Consumption of Loire Valley wines in particular have increased in the organic sector: wines with the label AB (Agriculture Biologique – Organic Agriculture) still represent only 2.3 pre cent of Loire Valley wines volume, but their sales have increased by 51 per cent since 2018 in France (three times faster than the rest of the organic wines which increased by 16 per cent between 2018 and 2020).

There is an increase to vineyards carrying the AB label, up 33 per cent from 2018 to 2020.

In France, red wines represent 49 per cent of the sales volume of Loire Valley organic wines in retail outlets although red represents only 20 per cent of the total of Loire Valley sales.

Consumers are now looking for organic wines, it is now a deciding factor in the choice of purchase.  Shoppers are ready to pay more for an organic wine, reflecting the trend to spend more on quality wines.
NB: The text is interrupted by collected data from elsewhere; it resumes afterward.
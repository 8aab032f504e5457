//! pushupd process behaviour when its landmark source breaks.

use std::process::Command;

use pushup_kernel::SessionSummary;

#[test]
fn unreadable_source_still_prints_summary() {
    // A directory opens fine but every read fails.
    let dir = tempfile::tempdir().expect("temp dir");

    let output = Command::new(env!("CARGO_BIN_EXE_pushupd"))
        .env_remove("PUSHUP_CONFIG")
        .env_remove("PUSHUP_HYSTERESIS")
        .env_remove("PUSHUP_SIDE")
        .env_remove("PUSHUP_FRAME_INTERVAL_MS")
        .env_remove("PUSHUP_FPS")
        .env("PUSHUP_SOURCE", dir.path())
        .env("RUST_LOG", "off")
        .output()
        .expect("run pushupd");

    assert!(!output.status.success());
    let stderr = String::from_utf8_lossy(&output.stderr);
    assert!(stderr.contains("unhealthy"), "{stderr}");

    let summary: SessionSummary =
        serde_json::from_slice(&output.stdout).expect("summary on stdout");
    assert_eq!(summary.reps, 0);
    assert_eq!(summary.frames_seen, 0);
}
use anyhow::{anyhow, Result};
use serde::{Deserialize, Serialize};
use std::fmt;
use std::str::FromStr;

use crate::landmark::{Joint, LandmarkFrame, Position};

/// Default hysteresis margin, in image pixels.
pub const DEFAULT_HYSTERESIS: f32 = 10.0;

/// Visibility lead the other arm needs before `Dominant` switches to it.
pub const DOMINANT_SWITCH_MARGIN: f32 = 0.15;

/// Which arm the counter reads from each frame.
#[derive(Clone, Copy, Debug, Default, PartialEq, Eq, Serialize, Deserialize)]
#[serde(rename_all = "lowercase")]
pub enum SideStrategy {
    /// Left shoulder and left elbow.
    #[default]
    Left,
    /// Right shoulder and right elbow.
    Right,
    /// The side whose shoulder/elbow pair is more visible. Once chosen it
    /// is held for the whole rep; switching happens only in `Up`.
    Dominant,
    /// Mean of both sides. Needs all four joints.
    Average,
}

impl FromStr for SideStrategy {
    type Err = anyhow::Error;

    fn from_str(value: &str) -> Result<Self> {
        match value.trim().to_ascii_lowercase().as_str() {
            "left" => Ok(Self::Left),
            "right" => Ok(Self::Right),
            "dominant" => Ok(Self::Dominant),
            "average" => Ok(Self::Average),
            other => Err(anyhow!(
                "unknown side strategy '{}' (expected left|right|dominant|average)",
                other
            )),
        }
    }
}

impl fmt::Display for SideStrategy {
    fn fmt(&self, f: &mut fmt::Formatter<'_>) -> fmt::Result {
        let name = match self {
            Self::Left => "left",
            Self::Right => "right",
            Self::Dominant => "dominant",
            Self::Average => "average",
        };
        f.write_str(name)
    }
}

/// Vertical positions the state machine compares.
#[derive(Clone, Copy, Debug, PartialEq)]
pub struct ArmSample {
    pub shoulder_y: f32,
    pub elbow_y: f32,
}

/// Arm a sample was read from.
#[derive(Clone, Copy, Debug, PartialEq, Eq)]
pub enum ArmSide {
    Left,
    Right,
}

impl ArmSide {
    fn joints(self) -> (Joint, Joint) {
        match self {
            ArmSide::Left => (Joint::LeftShoulder, Joint::LeftElbow),
            ArmSide::Right => (Joint::RightShoulder, Joint::RightElbow),
        }
    }

    fn other(self) -> Self {
        match self {
            ArmSide::Left => ArmSide::Right,
            ArmSide::Right => ArmSide::Left,
        }
    }

    fn pair(self, frame: &LandmarkFrame) -> Option<(&Position, &Position)> {
        let (shoulder, elbow) = self.joints();
        let shoulder = frame.get(shoulder).filter(|p| p.is_finite())?;
        let elbow = frame.get(elbow).filter(|p| p.is_finite())?;
        Some((shoulder, elbow))
    }

    fn sample(self, frame: &LandmarkFrame) -> Option<ArmSample> {
        self.pair(frame).map(|(shoulder, elbow)| ArmSample {
            shoulder_y: shoulder.y,
            elbow_y: elbow.y,
        })
    }

    fn visibility(self, frame: &LandmarkFrame) -> Option<f32> {
        self.pair(frame).map(|(shoulder, elbow)| {
            (shoulder.visibility.unwrap_or(0.0) + elbow.visibility.unwrap_or(0.0)) / 2.0
        })
    }
}

/// More visible complete side of a single frame. Ties go left.
fn dominant_side(frame: &LandmarkFrame) -> Option<ArmSide> {
    match (
        ArmSide::Left.visibility(frame),
        ArmSide::Right.visibility(frame),
    ) {
        (Some(left), Some(right)) if right > left => Some(ArmSide::Right),
        (Some(_), _) => Some(ArmSide::Left),
        (None, Some(_)) => Some(ArmSide::Right),
        (None, None) => None,
    }
}

impl SideStrategy {
    /// Extract the shoulder/elbow sample for this strategy from one frame.
    ///
    /// Returns `None` when a required joint is missing or not finite.
    pub fn sample(self, frame: &LandmarkFrame) -> Option<ArmSample> {
        self.sample_tracked(frame, None, false).map(|(_, sample)| sample)
    }

    /// Extract a sample while following the arm used by earlier frames.
    ///
    /// `followed` is the arm the previous evaluated frame was read from. For
    /// `Dominant`, `hold` pins the sample to that arm (a missing arm gives
    /// `None`); without `hold` the strategy moves to the other arm only when
    /// the followed one is missing or the other leads in visibility by more
    /// than `DOMINANT_SWITCH_MARGIN`. `Average` reads both arms and reports
    /// no side.
    pub fn sample_tracked(
        self,
        frame: &LandmarkFrame,
        followed: Option<ArmSide>,
        hold: bool,
    ) -> Option<(Option<ArmSide>, ArmSample)> {
        let side = match self {
            Self::Left => ArmSide::Left,
            Self::Right => ArmSide::Right,
            Self::Dominant => match followed {
                Some(current) if hold => current,
                Some(current) => {
                    let other = current.other();
                    match (current.visibility(frame), other.visibility(frame)) {
                        (Some(mine), Some(theirs)) if theirs > mine + DOMINANT_SWITCH_MARGIN => {
                            other
                        }
                        (Some(_), _) => current,
                        (None, Some(_)) => other,
                        (None, None) => return None,
                    }
                }
                None => dominant_side(frame)?,
            },
            Self::Average => {
                let left = ArmSide::Left.sample(frame)?;
                let right = ArmSide::Right.sample(frame)?;
                let sample = ArmSample {
                    shoulder_y: (left.shoulder_y + right.shoulder_y) / 2.0,
                    elbow_y: (left.elbow_y + right.elbow_y) / 2.0,
                };
                return Some((None, sample));
            }
        };
        side.sample(frame).map(|sample| (Some(side), sample))
    }
}

/// Validated tuning for the rep counter.
#[derive(Clone, Copy, Debug, PartialEq)]
pub struct ThresholdConfig {
    hysteresis: f32,
    side: SideStrategy,
}

impl ThresholdConfig {
    /// Margin must be finite and non-negative.
    pub fn new(hysteresis: f32, side: SideStrategy) -> Result<Self> {
        if !hysteresis.is_finite() {
            return Err(anyhow!("hysteresis margin must be a finite number"));
        }
        if hysteresis < 0.0 {
            return Err(anyhow!(
                "hysteresis margin must be >= 0 (got {})",
                hysteresis
            ));
        }
        Ok(Self { hysteresis, side })
    }

    pub fn hysteresis(&self) -> f32 {
        self.hysteresis
    }

    pub fn side(&self) -> SideStrategy {
        self.side
    }
}

impl Default for ThresholdConfig {
    fn default() -> Self {
        Self {
            hysteresis: DEFAULT_HYSTERESIS,
            side: SideStrategy::Left,
        }
    }
}

#[cfg(test)]
mod tests {
    use super::*;

    fn arm(
        frame: LandmarkFrame,
        side: ArmSide,
        shoulder_y: f32,
        elbow_y: f32,
        vis: f32,
    ) -> LandmarkFrame {
        let (shoulder, elbow) = side.joints();
        frame
            .with_joint(shoulder, Position::new(0.0, shoulder_y).with_visibility(vis))
            .with_joint(elbow, Position::new(0.0, elbow_y).with_visibility(vis))
    }

    #[test]
    fn rejects_negative_and_non_finite_margin() {
        assert!(ThresholdConfig::new(-0.5, SideStrategy::Left).is_err());
        assert!(ThresholdConfig::new(f32::NAN, SideStrategy::Left).is_err());
        assert!(ThresholdConfig::new(f32::INFINITY, SideStrategy::Left).is_err());
        assert_eq!(
            ThresholdConfig::new(0.0, SideStrategy::Right).unwrap().hysteresis(),
            0.0
        );
    }

    #[test]
    fn parses_side_names() {
        assert_eq!("LEFT".parse::<SideStrategy>().unwrap(), SideStrategy::Left);
        assert_eq!(" dominant ".parse::<SideStrategy>().unwrap(), SideStrategy::Dominant);
        assert!("both".parse::<SideStrategy>().is_err());
        assert_eq!(SideStrategy::Average.to_string(), "average");
    }

    #[test]
    fn left_ignores_right_arm() {
        let frame = arm(LandmarkFrame::new(0), ArmSide::Right, 100.0, 50.0, 1.0);
        assert!(SideStrategy::Left.sample(&frame).is_none());
        assert!(SideStrategy::Right.sample(&frame).is_some());
    }

    #[test]
    fn dominant_picks_more_visible_side() {
        let frame = arm(LandmarkFrame::new(0), ArmSide::Left, 10.0, 20.0, 0.4);
        let frame = arm(frame, ArmSide::Right, 30.0, 40.0, 0.9);

        let sample = SideStrategy::Dominant.sample(&frame).unwrap();
        assert_eq!(sample.shoulder_y, 30.0);
        assert_eq!(sample.elbow_y, 40.0);
    }

    #[test]
    fn dominant_prefers_left_on_tie_and_falls_back_to_complete_side() {
        let frame = arm(LandmarkFrame::new(0), ArmSide::Left, 10.0, 20.0, 0.5);
        let frame = arm(frame, ArmSide::Right, 30.0, 40.0, 0.5);
        assert_eq!(SideStrategy::Dominant.sample(&frame).unwrap().shoulder_y, 10.0);

        let right_only = arm(LandmarkFrame::new(0), ArmSide::Right, 30.0, 40.0, 0.1);
        assert_eq!(SideStrategy::Dominant.sample(&right_only).unwrap().shoulder_y, 30.0);

        assert!(SideStrategy::Dominant.sample(&LandmarkFrame::new(0)).is_none());
    }

    #[test]
    fn dominant_holds_followed_arm() {
        let frame = arm(LandmarkFrame::new(0), ArmSide::Left, 10.0, 20.0, 0.5);
        let frame = arm(frame, ArmSide::Right, 30.0, 40.0, 0.6);
        let dominant = SideStrategy::Dominant;

        // Lead of 0.1 is inside the switch margin.
        let (side, sample) = dominant
            .sample_tracked(&frame, Some(ArmSide::Left), false)
            .unwrap();
        assert_eq!(side, Some(ArmSide::Left));
        assert_eq!(sample.shoulder_y, 10.0);

        let clear_lead = arm(frame.clone(), ArmSide::Right, 30.0, 40.0, 0.9);
        let (side, _) = dominant
            .sample_tracked(&clear_lead, Some(ArmSide::Left), false)
            .unwrap();
        assert_eq!(side, Some(ArmSide::Right));
        let (side, _) = dominant
            .sample_tracked(&clear_lead, Some(ArmSide::Left), true)
            .unwrap();
        assert_eq!(side, Some(ArmSide::Left));

        let right_only = arm(LandmarkFrame::new(1), ArmSide::Right, 30.0, 40.0, 0.9);
        assert!(dominant
            .sample_tracked(&right_only, Some(ArmSide::Left), true)
            .is_none());
        let (side, _) = dominant
            .sample_tracked(&right_only, Some(ArmSide::Left), false)
            .unwrap();
        assert_eq!(side, Some(ArmSide::Right));
    }

    #[test]
    fn average_needs_both_sides() {
        let left_only = arm(LandmarkFrame::new(0), ArmSide::Left, 10.0, 20.0, 1.0);
        assert!(SideStrategy::Average.sample(&left_only).is_none());

        let both = arm(left_only, ArmSide::Right, 30.0, 40.0, 1.0);
        let sample = SideStrategy::Average.sample(&both).unwrap();
        assert_eq!(sample.shoulder_y, 20.0);
        assert_eq!(sample.elbow_y, 30.0);
    }

    #[test]
    fn non_finite_joint_is_unusable() {
        let frame = LandmarkFrame::new(0)
            .with_joint(Joint::LeftShoulder, Position::new(0.0, f32::NAN))
            .with_joint(Joint::LeftElbow, Position::new(0.0, 5.0));
        assert!(SideStrategy::Left.sample(&frame).is_none());
    }
}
The federation of Loire Valley winegrowers launched a 2030 plan to get 100 per cent of the producers on their way to acquiring environmental certification (based on the HEV label) or an AB label before 2030.

In 2020 1,380 producers from the Loire Valley were on their way to acquiring environmental certification. This represents 47 per cent of producers and 51 per cent of the cultivated area (23,425 ha). These figures more than doubled from 2018 to 2020.

With an increasing number of environmentally friendly Loire producers being new to the Australian market, both the trade and consumer are spoilt for choice.